Data records =
=== Section Start ===

use sea_orm::{ActiveModelTrait, Set};
use sea_orm::ActiveValue::NotSet;
use uuid::Uuid;

use crate::{
    audit,
    dto::assessments::CreateAssessmentRequest,
    entity::custom_assessments::{ActiveModel as AssessmentActive, Model as AssessmentModel},
    error::{AppError, AppResult},
    middleware::auth::AuthUser,
    models::{CustomAssessment, TimeSlot},
    payments::metadata,
    response::{ApiResponse, FieldError, Meta},
    services::{address_service, catalog_service, profile_service},
    state::AppState,
};

pub const PENDING: &str = "Pending";

/// Request an on-site assessment for a service priced after inspection.
pub async fn create_assessment(
    state: &AppState,
    user: &AuthUser,
    payload: CreateAssessmentRequest,
) -> AppResult<ApiResponse<CustomAssessment>> {
    let mut errors = Vec::new();
    if payload.service_id.is_none() {
        errors.push(FieldError::new("serviceId", "is required"));
    }
    if payload.address_id.is_none() {
        errors.push(FieldError::new("addressId", "is required"));
    }
    let preferred_date = payload
        .preferred_date
        .as_deref()
        .and_then(|raw| metadata::parse_date(raw).ok());
    if preferred_date.is_none() {
        errors.push(FieldError::new(
            "preferredDate",
            "expected a date formatted YYYY-MM-DD",
        ));
    }
    let preferred_time = payload.preferred_time.as_deref().and_then(TimeSlot::parse);
    if preferred_time.is_none() {
        errors.push(FieldError::new(
            "preferredTime",
            "expected `morning` or `afternoon`",
        ));
    }
    let assessment_data = match payload.assessment_data {
        Some(value @ serde_json::Value::Object(_)) => Some(value),
        _ => {
            errors.push(FieldError::new("assessmentData", "must be a JSON object"));
            None
        }
    };

    let (
        Some(service_id),
        Some(address_id),
        Some(preferred_date),
        Some(preferred_time),
        Some(assessment_data),
    ) = (
        payload.service_id,
        payload.address_id,
        preferred_date,
        preferred_time,
        assessment_data,
    )
    else {
        return Err(AppError::Validation(errors));
    };

    address_service::find_owned(state, &user.user_id, address_id).await?;
    catalog_service::find_service(state, service_id).await?;
    profile_service::ensure_profile(&state.pool, &user.user_id, user.email.as_deref()).await?;

    let assessment = AssessmentActive {
        id: Set(Uuid::new_v4()),
        user_id: Set(user.user_id.clone()),
        service_id: Set(service_id),
        address_id: Set(address_id),
        preferred_date: Set(preferred_date),
        preferred_time: Set(preferred_time.as_str().to_string()),
        assessment_data: Set(assessment_data),
        status: Set(PENDING.to_string()),
        created_at: NotSet,
    }
    .insert(&state.orm)
    .await?;

    tracing::info!(assessment_id = %assessment.id, user_id = %user.user_id, "assessment requested");
    audit::record(
        &state.pool,
        Some(&user.user_id),
        "assessment_create",
        "custom_assessments",
        serde_json::json!({ "assessment_id": assessment.id, "service_id": service_id }),
    )
    .await;

    Ok(ApiResponse::success(
        "Assessment request submitted",
        assessment_from_entity(assessment),
        Some(Meta::empty()),
    ))
}

fn assessment_from_entity(model: AssessmentModel) -> CustomAssessment {
    CustomAssessment {
        id: model.id,
        user_id: model.user_id,
        service_id: model.service_id,
        address_id: model.address_id,
        preferred_date: model.preferred_date,
        preferred_time: TimeSlot::parse(&model.preferred_time).unwrap_or(TimeSlot::Morning),
        assessment_data: model.assessment_data,
        status: model.status,
        created_at: model.created_at.into(),
    }
}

=== Section End ===

Exercise instructions =
From the first line to the last, retype the data exactly.

The answer =
use sea_orm::{ActiveModelTrait, Set};
use sea_orm::ActiveValue::NotSet;
use uuid::Uuid;

use crate::{
    audit,
    dto::assessments::CreateAssessmentRequest,
    entity::custom_assessments::{ActiveModel as AssessmentActive, Model as AssessmentModel},
    error::{AppError, AppResult},
    middleware::auth::AuthUser,
    models::{CustomAssessment, TimeSlot},
    payments::metadata,
    response::{ApiResponse, FieldError, Meta},
    services::{address_service, catalog_service, profile_service},
    state::AppState,
};

pub const PENDING: &str = "Pending";

/// Request an on-site assessment for a service priced after inspection.
pub async fn create_assessment(
    state: &AppState,
    user: &AuthUser,
    payload: CreateAssessmentRequest,
) -> AppResult<ApiResponse<CustomAssessment>> {
    let mut errors = Vec::new();
    if payload.service_id.is_none() {
        errors.push(FieldError::new("serviceId", "is required"));
    }
    if payload.address_id.is_none() {
        errors.push(FieldError::new("addressId", "is required"));
    }
    let preferred_date = payload
        .preferred_date
        .as_deref()
        .and_then(|raw| metadata::parse_date(raw).ok());
    if preferred_date.is_none() {
        errors.push(FieldError::new(
            "preferredDate",
            "expected a date formatted YYYY-MM-DD",
        ));
    }
    let preferred_time = payload.preferred_time.as_deref().and_then(TimeSlot::parse);
    if preferred_time.is_none() {
        errors.push(FieldError::new(
            "preferredTime",
            "expected `morning` or `afternoon`",
        ));
    }
    let assessment_data = match payload.assessment_data {
        Some(value @ serde_json::Value::Object(_)) => Some(value),
        _ => {
            errors.push(FieldError::new("assessmentData", "must be a JSON object"));
            None
        }
    };

    let (
        Some(service_id),
        Some(address_id),
        Some(preferred_date),
        Some(preferred_time),
        Some(assessment_data),
    ) = (
        payload.service_id,
        payload.address_id,
        preferred_date,
        preferred_time,
        assessment_data,
    )
    else {
        return Err(AppError::Validation(errors));
    };

    address_service::find_owned(state, &user.user_id, address_id).await?;
    catalog_service::find_service(state, service_id).await?;
    profile_service::ensure_profile(&state.pool, &user.user_id, user.email.as_deref()).await?;

    let assessment = AssessmentActive {
        id: Set(Uuid::new_v4()),
        user_id: Set(user.user_id.clone()),
        service_id: Set(service_id),
        address_id: Set(address_id),
        preferred_date: Set(preferred_date),
        preferred_time: Set(preferred_time.as_str().to_string()),
        assessment_data: Set(assessment_data),
        status: Set(PENDING.to_string()),
        created_at: NotSet,
    }
    .insert(&state.orm)
    .await?;

    tracing::info!(assessment_id = %assessment.id, user_id = %user.user_id, "assessment requested");
    audit::record(
        &state.pool,
        Some(&user.user_id),
        "assessment_create",
        "custom_assessments",
        serde_json::json!({ "assessment_id": assessment.id, "service_id": service_id }),
    )
    .await;

    Ok(ApiResponse::success(
        "Assessment request submitted",
        assessment_from_entity(assessment),
        Some(Meta::empty()),
    ))
}

fn assessment_from_entity(model: AssessmentModel) -> CustomAssessment {
    CustomAssessment {
        id: model.id,
        user_id: model.user_id,
        service_id: model.service_id,
        address_id: model.address_id,
        preferred_date: model.preferred_date,
        preferred_time: TimeSlot::parse(&model.preferred_time).unwrap_or(TimeSlot::Morning),
        assessment_data: model.assessment_data,
        status: model.status,
        created_at: model.created_at.into(),
    }
}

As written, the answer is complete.